Mulai 2001 hingga 2013, sang sutradara, Richard Linklater mengambil momen 10 menit dari kehidupan Mason. Walhasil, momen itu terekam dengan durasi 120 menit.


source: thenav.ca


Singkat kata singkat cerita, dalam momen itu juga, tertangkap pelbagai masalah yang dialami anak dan remaja. Menyaksikan Boyhood seperti melihat refleksi kehidupanku. Terutama soal betapa sulitnya menghadapi kenyataan perpisahan kedua orang tua.


Begitu menjadi seorang ayah seperti sekarang, aku merasa punya sudut pandang baru tentang kehidupan. Perspektif itu muncul bersamaan dengan kepingan memori dari cerita Boyhood.


Misalnya saja, ketika masih bujang, aku tidak pernah suka dengan anak kecil. Suara memekikkan telinga yang keluar dari mulut anak ketika merengek, atau dicecar pertanyaan random dari anak lima tahun mengenai segala hal--yang menurutku tidak perlu dipertanyakan, jadi musababnya.


Kini, aku merasa punya perasaan baru tentang nilai kesabaran. Asing dan ternyata baik bagi kesehatan mentalku. Semuanya karena Hanna.


Kutipan screenplay dalam Boyhood yang masih kuingat hingga sekarang:


I don't know, I'm kinda thinkin' it's the other way around. You know, like, the moment seizes us.


Terjemahan bebas: Entahlah, menurutku yang terjadi justru sebaliknya. Kamu tahu, kayaknya, momen itu yang menangkap kita.


source: rogerebert.com



***


Btw, tulisan ini dibuat agar nanti ketika Hanna dewasa tahu, kalau 1,5 persen pelajaran parenting yang dikuasai ayahnya berasal dari film.


Jangan berharap dapat insight apa pun soal pola mengasuh anak. Karena blog kali ini, cuman ingin kasih tahu kalau aku sudah jadi orang tua.


Aku jadi seorang ayah dari anak perempuan bernama Hanna Fatima Amizah. Pada 2023 ini, usianya menginjak 4 tahun. Ia sangat aktif. Cepat belajar.

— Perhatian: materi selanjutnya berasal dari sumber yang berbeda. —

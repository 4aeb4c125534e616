use serde::{Deserialize, Serialize};
use serde_json::Value;

use crate::export::ExportError;
use crate::normalize::{
    normalize_candidate, normalize_job, normalize_score, unwrap_envelope, CandidateProfile,
    JobProfile, ScoreBreakdown,
};

#[derive(Debug, Clone, Default, PartialEq, Serialize, Deserialize)]
#[serde(default)]
pub struct SourceFiles {
    pub cv_name: String,
    pub job_name: String,
}

/// The unwrapped external responses, kept verbatim for traceability.
#[derive(Debug, Clone, Default, PartialEq, Serialize, Deserialize)]
#[serde(default)]
pub struct RawTrees {
    pub resume: Value,
    pub job: Value,
    pub scoring: Value,
}

/// Everything produced by one scoring request. Built once, then only read.
#[derive(Debug, Clone, Default, PartialEq, Serialize, Deserialize)]
#[serde(default)]
pub struct ExportBundle {
    pub candidate: CandidateProfile,
    pub job: JobProfile,
    pub score: ScoreBreakdown,
    pub files: SourceFiles,
    pub raw: RawTrees,
}

impl ExportBundle {
    /// Normalizes the three external responses (envelopes allowed) into a
    /// bundle that also keeps the unwrapped trees.
    pub fn from_responses(resume: &Value, job: &Value, scoring: &Value, files: SourceFiles) -> Self {
        let raw = RawTrees {
            resume: unwrap_envelope(resume).clone(),
            job: unwrap_envelope(job).clone(),
            scoring: unwrap_envelope(scoring).clone(),
        };
        ExportBundle {
            candidate: normalize_candidate(&raw.resume),
            job: normalize_job(&raw.job),
            score: normalize_score(&raw.scoring),
            files,
            raw,
        }
    }

    /// Parses a structured dump back into a bundle.
    pub fn from_dump(dump: &str) -> Result<Self, ExportError> {
        Ok(serde_json::from_str(dump)?)
    }
}
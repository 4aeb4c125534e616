use axum::extract::multipart::{Multipart, MultipartError};
use bytes::Bytes;

use crate::errors::AppError;

pub const PDF_MIME: &str = "application/pdf";
const MIB: usize = 1024 * 1024;

/// One file field of a multipart upload, fully buffered.
#[derive(Debug, Clone)]
pub struct UploadedFile {
    pub field: String,
    pub file_name: String,
    pub content_type: String,
    pub data: Bytes,
}

/// Reads every named field of the form into memory.
pub async fn read_files(multipart: &mut Multipart) -> Result<Vec<UploadedFile>, AppError> {
    let mut files = Vec::new();

    while let Some(field) = multipart.next_field().await.map_err(multipart_error)? {
        let Some(name) = field.name().map(str::to_owned) else {
            continue;
        };
        let file_name = field.file_name().unwrap_or_default().to_string();
        let content_type = field.content_type().unwrap_or_default().to_string();
        let data = field.bytes().await.map_err(multipart_error)?;

        files.push(UploadedFile {
            field: name,
            file_name,
            content_type,
            data,
        });
    }

    Ok(files)
}

/// Removes and returns the first upload sent under `field`.
pub fn take(files: &mut Vec<UploadedFile>, field: &str) -> Option<UploadedFile> {
    let index = files.iter().position(|f| f.field == field)?;
    Some(files.remove(index))
}

/// Rejects anything that is not a non-empty PDF within the size limit.
pub fn validate_pdf(file: &UploadedFile, max_bytes: usize) -> Result<(), AppError> {
    let essence = file.content_type.split(';').next().unwrap_or_default().trim();
    if !essence.eq_ignore_ascii_case(PDF_MIME) {
        return Err(AppError::Validation(
            "Only PDF files are supported".to_string(),
        ));
    }
    if file.data.is_empty() {
        return Err(AppError::Validation(format!(
            "File '{}' is empty",
            file.file_name
        )));
    }
    if file.data.len() > max_bytes {
        return Err(AppError::Validation(format!(
            "File size must be less than {}",
            describe_size(max_bytes)
        )));
    }
    Ok(())
}

fn describe_size(bytes: usize) -> String {
    if bytes >= MIB && bytes % MIB == 0 {
        format!("{}MB", bytes / MIB)
    } else {
        format!("{bytes} bytes")
    }
}

fn multipart_error(err: MultipartError) -> AppError {
    AppError::Validation(format!("Invalid multipart upload: {}", err.body_text()))
}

Hanna sudah bisa melafal doa sebelum makan dan sebelum-sesudah tidur. Meski masih terbata-bata, aku merasa dua kebiasaan itu adalah pencapaian tertinggi kami sebagai orang tua.


Hanna suka sekali es krim. Aku dan istriku membatasi minimal sebulan sekali, lah. Hanna selalu mengoreksiku soal ejaan Mixue yang benar.


Menurutnya, Mixue harus diucapkan seperti ini: Miksyu. Sementara aku bersikeras bacaan Mixue yang tepat adalah Miksu-e.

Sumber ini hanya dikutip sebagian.